Uma das informações que o parlamentar quer confrontar e aprofundar é o número de comissionados apresentado pelo secretário. Os vereadores falam em mais de 1,3 mil, enquanto Prado aponta que são 1073.

“Hoje o impacto na folha com comissionados é de cerca de 5%, o que não é relevante do ponto de vista estratégico”, disse o secretário.

Na tabela apresentada por Wilson do Prado, no último ano da gestão de Nelsinho, o município tinha 839 servidores comissionados que representavam 4,6% da folha. Já no primeiro ano de Bernal, esse percentual caiu para 2,5% (R$ 1,8 milhão) e o número de servidores para 790. Olarte completou um ano à frente da Prefeitura com, segundo ele, 1073 comissionados, que representam 5,2% (R$ 5 milhões) da folha, o dobro de seu antecessor.

O secretário explicou que desde o dia 6 de janeiro deste ano, a prefeitura proibiu novas nomeações de comissionados e ainda sugeriu a cada secretaria que diminua em 20% o número de funcionários não efetivos. Outra solicitação feita foi a redução dos gastos com custeio (energia, água e telefone, por exemplo), em pelo 30% para cada pasta.

O depoente ainda apresentou justificativas que geraram impacto na folha do município, fazendo com que a prefeitura atingisse o chamado ‘limite prudencial’ da LRF (Lei de Responsabilidade Fiscal), o que a impossibilita de conceder quaisquer reajustes aos servidores.

Entre estes motivos estão o piso nacional para agente comunitário, que onerou em R$ 2,3 milhões a folha, e o aumento de gratificações para algumas categorias, como os guardas municipais.

O cumprimento do piso nacional de 20 horas para professores mais 1/3 (um terço) de hora atividade, que elevou de R$ 20 milhões em maio de 2012 para atuais R$ 40 milhões a folha salarial do magistério, é outro motivo. Prado explica que nos últimos os reajustes da categoria sempre foram superiores à inflação do período. Em 2014, por exemplo, a recomposição salarial para atendimento da legislação foi de 26,8%, frente à inflação de 5,5% no mesmo período.
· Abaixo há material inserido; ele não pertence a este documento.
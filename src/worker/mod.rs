//! Worker start-up
//!
//! A worker is a process produced by the zygote. It first completes the
//! sandbox handshake, then talks to its sandbox helper for anything it can
//! no longer reach itself.

pub mod font_client;
pub mod handshake;

pub use font_client::FontClient;
pub use handshake::{
    acknowledge_chroot_request, ChrootConfirmed, ChrootRequested, SandboxHandshake,
    SandboxStatus, Unconfirmed,
};

use crate::config::settings::ZygoteSettings;
use crate::config::types::{Result, ZygoteError};
use crate::ipc::channel::Channel;
use crate::ipc::codec::{MessageReader, MessageWriter};
use crate::ipc::protocol::FontQuery;
use crate::kernel::confinement::ChrootJail;
use crate::zygote::{WorkerStartup, PRIMARY_IPC_CHANNEL, SANDBOX_HANDSHAKE, SANDBOX_IPC_CHANNEL};
use log::{info, warn};

/// What a worker tells the controller once it is up
#[derive(Debug, Clone, PartialEq, Eq)]
pub struct WorkerReport {
    pub sandboxed: bool,
    /// Family the helper matched for `--family`, empty if none was asked or found
    pub family: String,
}

impl WorkerReport {
    pub fn encode(&self) -> Vec<u8> {
        let mut writer = MessageWriter::new();
        writer
            .encode_bool(self.sandboxed)
            .encode_string(&self.family);
        writer.finish()
    }

    pub fn decode(payload: &[u8]) -> Result<Self> {
        let mut reader = MessageReader::new(payload)?;
        Ok(Self {
            sandboxed: reader.decode_bool()?,
            family: reader.decode_string()?,
        })
    }
}

/// Worker body: handshake, optional font lookup, report on the primary channel.
///
/// The handshake descriptor comes from the mapping when present, otherwise
/// from the environment variable named in `settings`.
pub fn run_worker(mut startup: WorkerStartup, settings: &ZygoteSettings) -> Result<WorkerReport> {
    let descriptors = startup.descriptors_mut();
    let handshake = match descriptors.take(SANDBOX_HANDSHAKE) {
        Some(fd) => SandboxHandshake::from_descriptor(Some(fd)),
        None => SandboxHandshake::from_env(&settings.handshake_env_var)?,
    };
    let helper = descriptors.take(SANDBOX_IPC_CHANNEL).map(Channel::from_owned_fd);
    let primary = descriptors.take(PRIMARY_IPC_CHANNEL).map(Channel::from_owned_fd);

    let status = handshake.complete(&ChrootJail::new(&settings.chroot_dir))?;

    let family = match (helper, startup.switch_value("family")) {
        (Some(channel), Some(family)) => {
            let client = FontClient::new(channel, settings.channel_limits());
            let query = FontQuery {
                family: family.to_string(),
                is_bold: startup.has_switch("bold"),
                is_italic: startup.has_switch("italic"),
                ..FontQuery::default()
            };
            match client.match_font(&query)? {
                Some(found) => found.family,
                None => String::new(),
            }
        }
        (None, Some(family)) => {
            warn!("No sandbox helper channel; cannot look up {:?}", family);
            String::new()
        }
        _ => String::new(),
    };

    let report = WorkerReport {
        sandboxed: status == SandboxStatus::Sandboxed,
        family,
    };
    info!("Worker ready: {:?}", report);

    match primary {
        Some(channel) => channel.send(&report.encode(), &[])?,
        None => {
            return Err(ZygoteError::Config(
                "worker has no primary channel to report on".to_string(),
            ))
        }
    }

    Ok(report)
}

#[cfg(test)]
mod tests {
    use super::*;
    use crate::zygote::WorkerDescriptors;

    #[test]
    fn test_unsandboxed_worker_reports() {
        let (worker_end, controller_end) = Channel::pair().unwrap();
        let descriptors = WorkerDescriptors::from_parts(
            vec![PRIMARY_IPC_CHANNEL],
            vec![worker_end.into_owned_fd().unwrap()],
        );
        let startup = WorkerStartup::new(vec!["--type=worker".to_string()], descriptors);

        let settings = ZygoteSettings {
            handshake_env_var: "ZYGOTE_TEST_NO_SUCH_HANDSHAKE".to_string(),
            ..ZygoteSettings::default()
        };
        let report = run_worker(startup, &settings).unwrap();
        assert!(!report.sandboxed);
        assert!(report.family.is_empty());

        let message = controller_end.receive(1024, 0).unwrap();
        assert_eq!(WorkerReport::decode(&message.payload).unwrap(), report);
    }

    #[test]
    fn test_missing_primary_channel_is_an_error() {
        let settings = ZygoteSettings {
            handshake_env_var: "ZYGOTE_TEST_NO_SUCH_HANDSHAKE".to_string(),
            ..ZygoteSettings::default()
        };
        assert!(run_worker(WorkerStartup::default(), &settings).is_err());
    }
}
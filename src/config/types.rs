//! Core types shared by every layer of the zygote system

use thiserror::Error;

/// Upper bound on descriptors carried by a single message.
pub const MAX_DESCRIPTORS: usize = 16;

/// Default upper bound on a message payload, header included.
pub const DEFAULT_MAX_MESSAGE_BYTES: usize = 8192;

/// Byte a worker writes when it is ready to be confined.
pub const MSG_CHROOT_ME: u8 = b'C';

/// Byte the controller answers once confinement may proceed.
pub const MSG_CHROOT_SUCCESSFUL: u8 = b'O';

/// Custom error types for the zygote system
#[derive(Error, Debug)]
pub enum ZygoteError {
    #[error("IO error: {0}")]
    Io(#[from] std::io::Error),

    #[error("Message truncated: {0}")]
    Truncated(String),

    #[error("Malformed message: {0}")]
    MalformedMessage(String),

    #[error("Protocol error: {0}")]
    Protocol(String),

    #[error("Spawn failed: {0}")]
    SpawnFailed(String),

    #[error("Peer closed the channel")]
    Eof,

    #[error("Configuration error: {0}")]
    Config(String),

    #[error("Sandbox handshake failed: {0}")]
    Handshake(String),
}

impl From<nix::errno::Errno> for ZygoteError {
    fn from(errno: nix::errno::Errno) -> Self {
        ZygoteError::Io(std::io::Error::from(errno))
    }
}

impl ZygoteError {
    /// Whether the error means the peer is gone for good.
    pub fn is_eof(&self) -> bool {
        matches!(self, ZygoteError::Eof)
    }

    pub(crate) fn malformed(what: impl Into<String>) -> Self {
        ZygoteError::MalformedMessage(what.into())
    }
}

/// Result type for zygote operations
pub type Result<T> = std::result::Result<T, ZygoteError>;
O aumento no número de salas de aula e unidades de saúde, também provocaram aumento na folha, sem a entrada de repasses esperados pelo município, como o reajuste a menor do IPTU (Imposto Predial e Territorial Urbano) e diminuição do repasse do ICMS (Imposto sobre Circulação de Mercadorias e Serviços), que, segundo a prefeitura, retirou R$ 100 milhões do caixa de Campo Grande.

Apesar de garantir que haverá aumento nos cortes de gratificações, que a partir do próximo mês serão estendidos a comissionados em cargos de chefia e direção, o secretário garantiu que não houve diminuição nos serviços públicos oferecidos pela prefeitura.

“Os cortes são passageiros. Estamos fazendo adequações da folha com a receita e uma readequação do serviço às necessidades do município”, finalizou o secretário.

A próxima reunião da CPI está marcada para a próxima quarta-feira (20), quando os vereadores decidirão quem será o próximo secretário a ser ouvido na Câmara.